The work I am presenting for the Sluice Biennial is based on a project I did in collaboration with BasementArtsProject in 2021. Sonic Landscapes was a participatory project that invited people from around the world to participate in a sound drawing activity. I invited participation through an open call, requesting drawings made in response to environmental sound. I asked participants to sit in a location of their choice and close their eyes while tuning in to the textures and rhythms of what they could hear around them and make marks in response to those sounds and how it made them feel. There was no right or wrong way to make the drawings, but I encouraged participants to not draw pictorially. So, not drawing a picture of a bird if hearing birdsong, but just listening to the sound, and letting the hand make its own gestures in response. Is it loud? Is it sharp? Is it rounded? Where does the sound go? Can you follow it?  The idea was to let the drawing lead the way. If there were distractions, go with it, see where it leads.
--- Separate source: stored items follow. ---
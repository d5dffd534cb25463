//! Platform layer for the renderer.
//!
//! This crate provides:
//! - Window management via winit
//! - Vulkan surface creation through [`ember_rhi::surface::SurfaceSource`]

mod window;

pub use window::Window;

// Re-export winit types that users might need
pub use winit::event::WindowEvent;
pub use winit::event_loop::{ActiveEventLoop, EventLoop};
I also asked for audio recordings of the sounds they were hearing. I collected the drawings and produced a digital collage. I connected lines and shapes, so that the drawings would flow into each other, as if creating a map of a continuous landscape that could be explored by zooming in and looking for details. I used the sound recordings to make an audio collage which accompanies the map.

The original iteration of this project was presented as a website. This all happened during the second lockdown, and so we created a virtual BasementArts exhibition space was exactly to scale, so that viewers could virtually visit the exhibition and see and hear the project as it was being created. Viewers could look at the drawings, hear the layered sonic environments, and create their own journey through this imaginary sonic landscape.

I encountered a problem during this process, which was to do with linearity, storytelling and maps. The soundtrack I made had a start, a middle and an end. It had a linear progression, a storyline if you like, it did not change. But my map, was anything but linear. It was full of lines, but it was more like a network of interconnections. The scale of each drawing, and the reach of each recording were different for each one, and the ways in which the drawings were connected did not allow for a linear progression of one sound to another sound. And in anycase, environmental sounds are not clean isolated samples, but complex, multilayered and messy. It occurred to me that I had no intention of making something linear, but rather that I was inspired by my late night Googlemap adventures of places I may or may not have been to. Zooming in searching for details and structures, interesting spatial arrangements and patterns, perhaps following a route, then zooming out and jumping to somewhere else. I wanted to make my process open to more possibilities and non-linear exploration and so I developed this work into a live audio performance with a video piece to accompany it.

This re-working of Sonic Landscapes is presented for the Sluice Biennial. A printed version of my map is on display within the BasementArts stand, and I will present my live performance at Vernacular Sounds at Two Brews bar on the 13th June 6pm.